- Born: Paul Henry Smith^{[citation needed]} 3 January 1946 (age 79)^{[citation needed]} Aston, Birmingham, England
- Education: Birmingham School of Speech and Drama, Birmingham Rep
- Occupation: Actor
- Spouse: Sheila
- Children: 2

= Paul Henry (actor) =

English actor

Paul Henry Smith (born 3 January 1946), known professionally as Paul Henry, is an English actor best known for his role as Benny Hawkins in the soap opera Crossroads, on which he appeared on 354 episodes over 11 years.

==Early life and education==
Born in Aston, Birmingham, Henry attended the city's Alderlea Boys School in Shard End with Jeff Lynne. Henry trained at the Birmingham School of Speech and Drama, which was followed by eight years at the Birmingham Repertory Theatre.

== Career ==
Henry's first acting credit was for his role as Guiccioli on the TV miniseries The Roads to Freedom.

In 1975, Henry featured in the British television police drama, The Sweeney. He appeared in the episode Stoppo Driver in which he played the character of Maurice Brass, a career criminal and hardman, associated with a family of criminals involved in the kidnap of the wife of Detective Constable Brian Cooney, a Flying Squad driver.

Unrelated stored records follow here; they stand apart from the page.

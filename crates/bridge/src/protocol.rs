//! JSON-RPC 2.0 message types and the MCP method dispatcher.

use std::sync::Arc;

use serde::{Deserialize, Serialize};
use serde_json::{json, Map, Value};
use tracing::{debug, info, warn};

use crate::catalog::{Tool, ToolCatalog};
use crate::errors::BridgeError;
use crate::invoker::ToolInvoker;

pub const PROTOCOL_VERSION: &str = "2024-11-05";

pub const PARSE_ERROR: i64 = -32700;
pub const INVALID_REQUEST: i64 = -32600;
pub const METHOD_NOT_FOUND: i64 = -32601;
pub const INVALID_PARAMS: i64 = -32602;

#[derive(Clone, Debug, Serialize, Deserialize, PartialEq)]
pub struct JsonRpcRequest {
    pub jsonrpc: String,
    /// Absent for notifications
    #[serde(default, skip_serializing_if = "Option::is_none")]
    pub id: Option<Value>,
    pub method: String,
    #[serde(default, skip_serializing_if = "Option::is_none")]
    pub params: Option<Value>,
}

impl JsonRpcRequest {
    pub fn new(id: Option<Value>, method: impl Into<String>, params: Option<Value>) -> Self {
        Self { jsonrpc: "2.0".into(), id, method: method.into(), params }
    }
}

#[derive(Clone, Debug, Serialize, Deserialize, PartialEq)]
pub struct JsonRpcError {
    pub code: i64,
    pub message: String,
    #[serde(default, skip_serializing_if = "Option::is_none")]
    pub data: Option<Value>,
}

#[derive(Clone, Debug, Serialize, Deserialize, PartialEq)]
pub struct JsonRpcResponse {
    pub jsonrpc: String,
    pub id: Value,
    #[serde(default, skip_serializing_if = "Option::is_none")]
    pub result: Option<Value>,
    #[serde(default, skip_serializing_if = "Option::is_none")]
    pub error: Option<JsonRpcError>,
}

impl JsonRpcResponse {
    pub fn success(id: Value, result: Value) -> Self {
        Self { jsonrpc: "2.0".into(), id, result: Some(result), error: None }
    }

    pub fn error(id: Value, code: i64, message: impl Into<String>) -> Self {
        Self {
            jsonrpc: "2.0".into(),
            id,
            result: None,
            error: Some(JsonRpcError { code, message: message.into(), data: None }),
        }
    }
}

/// Tool as advertised by `tools/list`.
#[derive(Clone, Debug, Serialize, Deserialize, PartialEq)]
pub struct ToolInfo {
    pub name: String,
    #[serde(default)]
    pub description: String,
    #[serde(rename = "inputSchema")]
    pub input_schema: Value,
}

impl From<&Tool> for ToolInfo {
    fn from(tool: &Tool) -> Self {
        Self { name: tool.name.clone(), description: tool.description.clone(), input_schema: tool.input_schema.clone() }
    }
}

#[derive(Clone, Debug, Serialize, Deserialize, PartialEq, Eq)]
#[serde(tag = "type", rename_all = "lowercase")]
pub enum Content {
    Text { text: String },
}

#[derive(Clone, Debug, Serialize, Deserialize, PartialEq, Eq)]
pub struct CallToolResult {
    pub content: Vec<Content>,
    #[serde(rename = "isError", default)]
    pub is_error: bool,
}

impl CallToolResult {
    pub fn text(text: impl Into<String>, is_error: bool) -> Self {
        Self { content: vec![Content::Text { text: text.into() }], is_error }
    }

    /// All text content joined with newlines.
    pub fn joined_text(&self) -> String {
        self.content
            .iter()
            .map(|c| match c {
                Content::Text { text } => text.as_str(),
            })
            .collect::<Vec<_>>()
            .join("\n")
    }
}

#[derive(Debug, Deserialize)]
struct CallToolParams {
    name: String,
    #[serde(default)]
    arguments: Option<Map<String, Value>>,
}

/// Answers MCP requests from the tool catalog.
pub struct McpHandler {
    catalog: Arc<ToolCatalog>,
    invoker: Arc<dyn ToolInvoker>,
    server_name: String,
}

impl McpHandler {
    pub fn new(catalog: Arc<ToolCatalog>, invoker: Arc<dyn ToolInvoker>) -> Self {
        Self { catalog, invoker, server_name: "userbridge".into() }
    }

    pub fn catalog(&self) -> &ToolCatalog {
        &self.catalog
    }

    /// Handle one raw message. Notifications produce no response.
    pub async fn handle_value(&self, msg: Value) -> Option<JsonRpcResponse> {
        let id = msg.get("id").cloned().unwrap_or(Value::Null);
        match serde_json::from_value::<JsonRpcRequest>(msg) {
            Ok(req) if req.jsonrpc == "2.0" => self.handle(req).await,
            Ok(_) => Some(JsonRpcResponse::error(id, INVALID_REQUEST, "jsonrpc must be \"2.0\"")),
            Err(e) => Some(JsonRpcResponse::error(id, INVALID_REQUEST, format!("invalid request: {e}"))),
        }
    }

    pub async fn handle(&self, req: JsonRpcRequest) -> Option<JsonRpcResponse> {
        let Some(id) = req.id else {
            debug!(method = %req.method, "notification");
            return None;
        };
        let outcome = match req.method.as_str() {
            "initialize" => Ok(self.initialize_result()),
            "ping" => Ok(json!({})),
            "tools/list" => Ok(self.list_tools_result()),
            "tools/call" => self.call_tool(req.params).await,
            other => {
                warn!(method = %other, "unknown method");
                Err((METHOD_NOT_FOUND, format!("method not found: {other}")))
            }
        };
        Some(match outcome {
            Ok(result) => JsonRpcResponse::success(id, result),
            Err((code, message)) => JsonRpcResponse::error(id, code, message),
        })
    }

    fn initialize_result(&self) -> Value {
        json!({
            "protocolVersion": PROTOCOL_VERSION,
            "capabilities": {"tools": {"listChanged": false}},
            "serverInfo": {"name": self.server_name, "version": env!("CARGO_PKG_VERSION")},
            "instructions": "Tools mirror the user API: save, fetch, list and delete user records by email, and multiply two numbers."
        })
    }

    fn list_tools_result(&self) -> Value {
        let tools: Vec<ToolInfo> = self.catalog.tools().iter().map(ToolInfo::from).collect();
        json!({ "tools": tools })
    }

    async fn call_tool(&self, params: Option<Value>) -> Result<Value, (i64, String)> {
        let params: CallToolParams = serde_json::from_value(params.unwrap_or(Value::Null))
            .map_err(|e| (INVALID_PARAMS, format!("invalid tools/call params: {e}")))?;
        let result = match self.catalog.get(&params.name) {
            None => CallToolResult::text(format!("Unknown tool: {}", params.name), true),
            Some(tool) => {
                info!(tool = %tool.name, "tool call");
                match self.invoker.invoke(tool, params.arguments.unwrap_or_default()).await {
                    Ok(out) => {
                        let ok = out.is_success();
                        CallToolResult::text(out.body, !ok)
                    }
                    Err(BridgeError::InvalidArguments(msg)) => CallToolResult::text(msg, true),
                    Err(e) => {
                        warn!(tool = %tool.name, error = %e, "tool call failed");
                        CallToolResult::text(format!("Error calling tool {}: {e}", tool.name), true)
                    }
                }
            }
        };
        serde_json::to_value(result).map_err(|e| (INVALID_PARAMS, e.to_string()))
    }
}

#[cfg(test)]
mod tests {
    use super::*;
    use crate::catalog::RouteBinding;
    use crate::invoker::ToolOutput;
    use async_trait::async_trait;
    use std::sync::Mutex;

    /// Records calls and answers with a fixed output.
    struct FakeInvoker {
        calls: Mutex<Vec<(String, Map<String, Value>)>>,
        reply: Result<ToolOutput, String>,
    }

    #[async_trait]
    impl ToolInvoker for FakeInvoker {
        async fn invoke(&self, tool: &Tool, args: Map<String, Value>) -> Result<ToolOutput, BridgeError> {
            self.calls.lock().unwrap().push((tool.name.clone(), args));
            self.reply.clone().map_err(BridgeError::InvalidArguments)
        }
    }

    fn handler(reply: Result<ToolOutput, String>) -> (McpHandler, Arc<FakeInvoker>) {
        let tool = Tool {
            name: "multiply".into(),
            description: "Multiply two numbers.".into(),
            input_schema: json!({"type": "object", "properties": {"a": {"type": "number"}, "b": {"type": "number"}}}),
            route: RouteBinding { method: "GET".into(), path: "/multiply".into(), ..Default::default() },
        };
        let invoker = Arc::new(FakeInvoker { calls: Mutex::new(Vec::new()), reply });
        (McpHandler::new(Arc::new(ToolCatalog::new(vec![tool])), invoker.clone()), invoker)
    }

    fn ok(body: &str) -> Result<ToolOutput, String> {
        Ok(ToolOutput { status: 200, body: body.into() })
    }

    #[tokio::test]
    async fn initialize_advertises_tools_capability() {
        let (h, _) = handler(ok(""));
        let resp = h.handle(JsonRpcRequest::new(Some(json!(1)), "initialize", Some(json!({})))).await.unwrap();
        let result = resp.result.unwrap();
        assert_eq!(result["protocolVersion"], PROTOCOL_VERSION);
        assert_eq!(result["capabilities"]["tools"]["listChanged"], false);
        assert_eq!(resp.id, json!(1));
    }

    #[tokio::test]
    async fn notifications_get_no_response() {
        let (h, _) = handler(ok(""));
        assert!(h.handle(JsonRpcRequest::new(None, "notifications/initialized", None)).await.is_none());
    }

    #[tokio::test]
    async fn tools_list_uses_camel_case_schema_key() {
        let (h, _) = handler(ok(""));
        let resp = h.handle(JsonRpcRequest::new(Some(json!("a")), "tools/list", None)).await.unwrap();
        let tools = &resp.result.unwrap()["tools"];
        assert_eq!(tools[0]["name"], "multiply");
        assert_eq!(tools[0]["inputSchema"]["properties"]["a"]["type"], "number");
    }

    #[tokio::test]
    async fn tools_call_forwards_arguments() {
        let (h, invoker) = handler(ok(r#"{"result":15.0}"#));
        let params = json!({"name": "multiply", "arguments": {"a": 3, "b": 5}});
        let resp = h.handle(JsonRpcRequest::new(Some(json!(7)), "tools/call", Some(params))).await.unwrap();
        let result: CallToolResult = serde_json::from_value(resp.result.unwrap()).unwrap();
        assert!(!result.is_error);
        assert_eq!(result.joined_text(), r#"{"result":15.0}"#);

        let calls = invoker.calls.lock().unwrap();
        assert_eq!(calls.len(), 1);
        assert_eq!(calls[0].0, "multiply");
        assert_eq!(calls[0].1.get("a"), Some(&json!(3)));
    }

    #[tokio::test]
    async fn http_errors_become_error_results() {
        let (h, _) = handler(Ok(ToolOutput { status: 404, body: r#"{"error":"Not Found"}"#.into() }));
        let params = json!({"name": "multiply", "arguments": {}});
        let resp = h.handle(JsonRpcRequest::new(Some(json!(1)), "tools/call", Some(params))).await.unwrap();
        let result: CallToolResult = serde_json::from_value(resp.result.unwrap()).unwrap();
        assert!(result.is_error);
    }

    #[tokio::test]
    async fn bad_arguments_become_error_results() {
        let (h, _) = handler(Err("missing required argument 'email'".into()));
        let params = json!({"name": "multiply"});
        let resp = h.handle(JsonRpcRequest::new(Some(json!(1)), "tools/call", Some(params))).await.unwrap();
        let result: CallToolResult = serde_json::from_value(resp.result.unwrap()).unwrap();
        assert!(result.is_error);
        assert_eq!(result.joined_text(), "missing required argument 'email'");
    }

    #[tokio::test]
    async fn unknown_tool_is_an_error_result_not_a_protocol_error() {
        let (h, invoker) = handler(ok(""));
        let params = json!({"name": "divide", "arguments": {}});
        let resp = h.handle(JsonRpcRequest::new(Some(json!(1)), "tools/call", Some(params))).await.unwrap();
        assert!(resp.error.is_none());
        let result: CallToolResult = serde_json::from_value(resp.result.unwrap()).unwrap();
        assert!(result.is_error);
        assert!(invoker.calls.lock().unwrap().is_empty());
    }

    #[tokio::test]
    async fn protocol_errors_carry_codes() {
        let (h, _) = handler(ok(""));
        let resp = h.handle(JsonRpcRequest::new(Some(json!(1)), "resources/list", None)).await.unwrap();
        assert_eq!(resp.error.unwrap().code, METHOD_NOT_FOUND);

        let resp = h.handle(JsonRpcRequest::new(Some(json!(2)), "tools/call", Some(json!({"arguments": {}})))).await.unwrap();
        assert_eq!(resp.error.unwrap().code, INVALID_PARAMS);

        let resp = h.handle_value(json!({"jsonrpc": "2.0", "id": 3})).await.unwrap();
        assert_eq!(resp.error.unwrap().code, INVALID_REQUEST);
        assert_eq!(resp.id, json!(3));

        let resp = h.handle_value(json!({"jsonrpc": "1.0", "id": 4, "method": "ping"})).await.unwrap();
        assert_eq!(resp.error.unwrap().code, INVALID_REQUEST);
    }

    #[tokio::test]
    async fn ping_returns_empty_object() {
        let (h, _) = handler(ok(""));
        let resp = h.handle_value(json!({"jsonrpc": "2.0", "id": 9, "method": "ping"})).await.unwrap();
        assert_eq!(resp.result, Some(json!({})));
    }
}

Between 1975 and 1988, Henry played his best-known role of Benny Hawkins, a handyman in Crossroads. In 1977, Henry recorded "Benny's Theme" with the Mayson Glen Orchestra for Pye Records. It peaked at no. 39 in the UK Singles Chart in January 1978. He was in character as Benny in the song, but spoke rather than sang.

Henry made a guest appearance on the Central Television game show Bullseye, presented by Jim Bowen, on 11 February 1985. He scored 215 and raised £215 for charity.

His country-boy style gained him the part of Peter Stevens in The Archers for a time. Henry's post-Crossroads career included minor stage roles and the running of a nightclub in Whitchurch, Shropshire, but, in 1994, he returned to television briefly in a tribute to Crossroads, called 30 Years On. In 2003, he returned to acting on TV in an episode of the British medical soap opera Doctors. He then played the regular character Frank, a baker's delivery man and later attempted rapist, in the penultimate series of the ITV1 prison drama Bad Girls. Returning to the stage in 2009, he appeared in a touring version of Run for Your Wife and in the following year portrayed Tony Hancock in the play Hancock's Finest Hour. In October 2017, Henry appeared on Pointless Celebrities alongside Shaun Williamson. They won the jackpot.

== Recognition ==
In a 2002 interview, Henry said that the public still loved Benny and that during a shopping trip, he returned to his car to find someone had left a piece of paper on it saying, "Benny, we miss you." The slang phrase "throwing a benny" refers to someone having a temper tantrum and may originate from Henry's Crossroads character.

The comic actor Ronnie Barker revealed in his later years that he had suggested Henry for casting as his cellmate Lennie Godber in the sitcom Porridge, but that Richard Beckinsale was chosen instead. Henry's intended portrayal was the reason the character came from Birmingham.

In the 2023, ITVX miniseries Nolly, which dramatised the life of his former Crossroads colleague Noele Gordon, Henry was portrayed by Lloyd Griffith.

==Personal life==
Henry and his wife Sheila had a son, Anthony, and a daughter, Justine, who died as a result of a traffic collision at the age of 19.